본 발명은 디-알라닌 펩타이드 분해효소를 생산하는 바씰러스 아밀로리퀴화씨엔스 CMB01 (Bacillus amyliquefaciensCMB01)균주를 배지에서 배양하여 그 배양균체로부터 얻어진 신규 디-알라닌펩타이드 분해효소(D-alaninepeptidase)와 디-알라닌펩티다제를 통상의 항생물질과 병용하면 항생물질의 항균력을 높여 항생물질의 사용량을 줄일 수 있다.

Description

디-알라닌펩타이드 분해효소 및 그 제조 방법 {D-alaninepeptidase and the process for the preparation thereof}
본 발명은 디- 알라닌펩타이드 분해효소 및 그 제조 방법에 관한 것이다.
본 발명은 알카리 환경에서 잘 생육하는 바씰러스 아밀로리퀴화씨엔스 (Bacillus amyliquefaciens)CMB01 균주에서 분리된 디-알라닌펩타이드 분해효소(이하 “디-알라닌펩티다제 : D-alaninepeptidase”라 한다.), 그 제조방법 및 디-알라닌펩티다제 (D-alaninepeptidase)와 항생물질을 병용하여 항균력을 높이는 것에 관한 것이다.

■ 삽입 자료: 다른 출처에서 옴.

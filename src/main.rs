//! tubechat CLI entry point.

use anyhow::Result;
use clap::Parser;
use tracing_subscriber::{layer::SubscriberExt, util::SubscriberInitExt, EnvFilter};
use tubechat::cli::{commands, Cli, Commands};
use tubechat::config::Settings;

#[tokio::main]
async fn main() -> Result<()> {
    let cli = Cli::parse();

    let config_path = match &cli.config {
        Some(path) => Settings::expand_path(path),
        None => Settings::default_config_path(),
    };
    let settings = Settings::load_from(Some(&config_path))?;

    // RUST_LOG wins, then -v, then the configured level
    let filter = match std::env::var("RUST_LOG") {
        Ok(directives) if !directives.is_empty() => EnvFilter::new(directives),
        _ => {
            let level = match cli.verbose {
                0 => settings.general.log_level.as_str(),
                1 => "info",
                2 => "debug",
                _ => "trace",
            };
            EnvFilter::new(format!("tubechat={}", level))
        }
    };

    tracing_subscriber::registry()
        .with(filter)
        .with(tracing_subscriber::fmt::layer().with_target(false).with_writer(std::io::stderr))
        .init();

    match &cli.command {
        Commands::Chat { url, model } => {
            commands::run_chat(url.clone(), model.clone(), settings).await?;
        }

        Commands::Ask {
            url,
            question,
            model,
            k,
            mmr,
        } => {
            commands::run_ask(url, question, model.clone(), *k, *mmr, settings).await?;
        }

        Commands::Transcript { url, output, format } => {
            commands::run_transcript(url, output.clone(), *format, settings).await?;
        }

        Commands::Serve { host, port } => {
            commands::run_serve(host, *port, settings).await?;
        }

        Commands::Doctor => {
            commands::run_doctor(&settings, &config_path)?;
        }

        Commands::Config { action } => {
            commands::run_config(action, settings, &config_path)?;
        }
    }

    Ok(())
}
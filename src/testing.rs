//! In-process fakes for the external services, shared by unit tests.

use crate::embedding::Embedder;
use crate::error::{Result, TubechatError};
use crate::rag::LanguageModel;
use crate::transcript::{CaptionSegment, CaptionSource};
use crate::translation::{LanguageDetector, Translator};
use async_trait::async_trait;
use std::collections::{HashMap, HashSet};
use std::sync::atomic::{AtomicUsize, Ordering};
use std::sync::Mutex;

const VOCABULARY: &[&str] = &[
    "rust", "ownership", "borrowing", "traits", "pasta", "cooking", "weather", "video", "never",
    "gonna", "give", "up", "let", "down", "love", "rules",
];

/// Embeds text as keyword counts over a fixed vocabulary.
pub struct KeywordEmbedder {
    fail: bool,
    calls: AtomicUsize,
}

impl Default for KeywordEmbedder {
    fn default() -> Self {
        Self {
            fail: false,
            calls: AtomicUsize::new(0),
        }
    }
}

impl KeywordEmbedder {
    pub fn failing() -> Self {
        Self {
            fail: true,
            ..Self::default()
        }
    }

    pub fn calls(&self) -> usize {
        self.calls.load(Ordering::SeqCst)
    }

    pub fn vector(&self, text: &str) -> Vec<f32> {
        let lower = text.to_lowercase();
        let words: Vec<&str> = lower.split(|c: char| !c.is_alphanumeric()).collect();
        VOCABULARY
            .iter()
            .map(|keyword| words.iter().filter(|w| *w == keyword).count() as f32)
            .collect()
    }
}

#[async_trait]
impl Embedder for KeywordEmbedder {
    async fn embed(&self, text: &str) -> Result<Vec<f32>> {
        let mut batch = self.embed_batch(&[text.to_string()]).await?;
        batch
            .pop()
            .ok_or_else(|| TubechatError::Embedding("empty batch".to_string()))
    }

    async fn embed_batch(&self, texts: &[String]) -> Result<Vec<Vec<f32>>> {
        self.calls.fetch_add(1, Ordering::SeqCst);
        if self.fail {
            return Err(TubechatError::Embedding("embedding service unavailable".to_string()));
        }
        Ok(texts.iter().map(|t| self.vector(t)).collect())
    }

    fn dimensions(&self) -> usize {
        VOCABULARY.len()
    }
}

/// Returns a fixed answer and records every prompt it receives.
pub struct ScriptedModel {
    answer: Option<String>,
    prompts: Mutex<Vec<String>>,
}

impl ScriptedModel {
    pub fn answering(answer: &str) -> Self {
        Self {
            answer: Some(answer.to_string()),
            prompts: Mutex::new(Vec::new()),
        }
    }

    pub fn failing() -> Self {
        Self {
            answer: None,
            prompts: Mutex::new(Vec::new()),
        }
    }

    pub fn prompts(&self) -> Vec<String> {
        self.prompts.lock().unwrap().clone()
    }
}

#[async_trait]
impl LanguageModel for ScriptedModel {
    async fn complete(&self, prompt: &str) -> Result<String> {
        self.prompts.lock().unwrap().push(prompt.to_string());
        self.answer
            .clone()
            .ok_or_else(|| TubechatError::OpenAI("model unavailable".to_string()))
    }

    fn name(&self) -> &str {
        "scripted"
    }
}

/// Serves canned caption tracks per language.
#[derive(Default)]
pub struct StaticCaptionSource {
    tracks: HashMap<String, Vec<CaptionSegment>>,
    disabled: HashSet<String>,
    requests: Mutex<Vec<String>>,
}

impl StaticCaptionSource {
    pub fn new() -> Self {
        Self::default()
    }

    pub fn with_track(mut self, language: &str, lines: &[&str]) -> Self {
        let segments = lines
            .iter()
            .enumerate()
            .map(|(i, line)| CaptionSegment::new(*line, i as f64 * 2.0, 2.0))
            .collect();
        self.tracks.insert(language.to_string(), segments);
        self
    }

    /// Report captions as disabled when this language is requested.
    pub fn disable_language(mut self, language: &str) -> Self {
        self.disabled.insert(language.to_string());
        self
    }

    /// Languages requested so far, in order.
    pub fn requests(&self) -> Vec<String> {
        self.requests.lock().unwrap().clone()
    }
}

#[async_trait]
impl CaptionSource for StaticCaptionSource {
    async fn fetch(&self, video_id: &str, languages: &[&str]) -> Result<Vec<CaptionSegment>> {
        self.requests
            .lock()
            .unwrap()
            .extend(languages.iter().map(|l| l.to_string()));

        for language in languages {
            if self.disabled.contains(*language) {
                return Err(TubechatError::TranscriptsDisabled(video_id.to_string()));
            }
            if let Some(segments) = self.tracks.get(*language) {
                return Ok(segments.clone());
            }
        }

        Err(TubechatError::NoTranscriptFound {
            video_id: video_id.to_string(),
            languages: languages.iter().map(|l| l.to_string()).collect(),
        })
    }
}

/// Marks text as translated with `<source:target>` and fails on pieces containing `FAIL`.
#[derive(Default)]
pub struct TaggingTranslator {
    calls: AtomicUsize,
}

impl TaggingTranslator {
    pub fn calls(&self) -> usize {
        self.calls.load(Ordering::SeqCst)
    }
}

#[async_trait]
impl Translator for TaggingTranslator {
    async fn translate(&self, text: &str, source: &str, target: &str) -> Result<String> {
        self.calls.fetch_add(1, Ordering::SeqCst);
        if text.contains("FAIL") {
            return Err(TubechatError::Translation("scripted failure".to_string()));
        }
        Ok(format!("<{}:{}>{}", source, target, text))
    }
}

/// Detector that always reports the same language.
pub struct FixedDetector(Option<String>);

impl FixedDetector {
    pub fn new(language: Option<&str>) -> Self {
        Self(language.map(str::to_string))
    }
}

impl LanguageDetector for FixedDetector {
    fn detect(&self, _text: &str) -> Option<String> {
        self.0.clone()
    }
}

#[cfg(test)]
mod tests {
    use super::*;

    #[test]
    fn test_keyword_vector_counts_whole_words() {
        let embedder = KeywordEmbedder::default();
        let vector = embedder.vector("Rust, rust and RUSTY traits");

        assert_eq!(vector.len(), VOCABULARY.len());
        assert_eq!(vector[0], 2.0);
        assert_eq!(vector[3], 1.0);
        assert_eq!(vector.iter().sum::<f32>(), 3.0);
    }
}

미생물에 의한 질환을 치료하기 위한 화학요법제의 개발 및 항생물질의 탐색 연구는 의학, 약학, 농, 축산 등 여러 분야에서 인류 복지 향상에 크게 기여하여왔으며 무엇보다 세균성 질환치료제의 개발 연구는 괄목 할 만하다. 그러나 화학요법제 및 항생물질의 사용이후 약제 내성 균주들이 빠르게 출현하여(1-5) 미생물 질환 치료에 많은 문제점이 나타나고 있는데 이러한 내성균을 효과적으로 제어하거나 약제의 상승 효과를 줄 수 있는 신물질의 개발이 요구되고 있다.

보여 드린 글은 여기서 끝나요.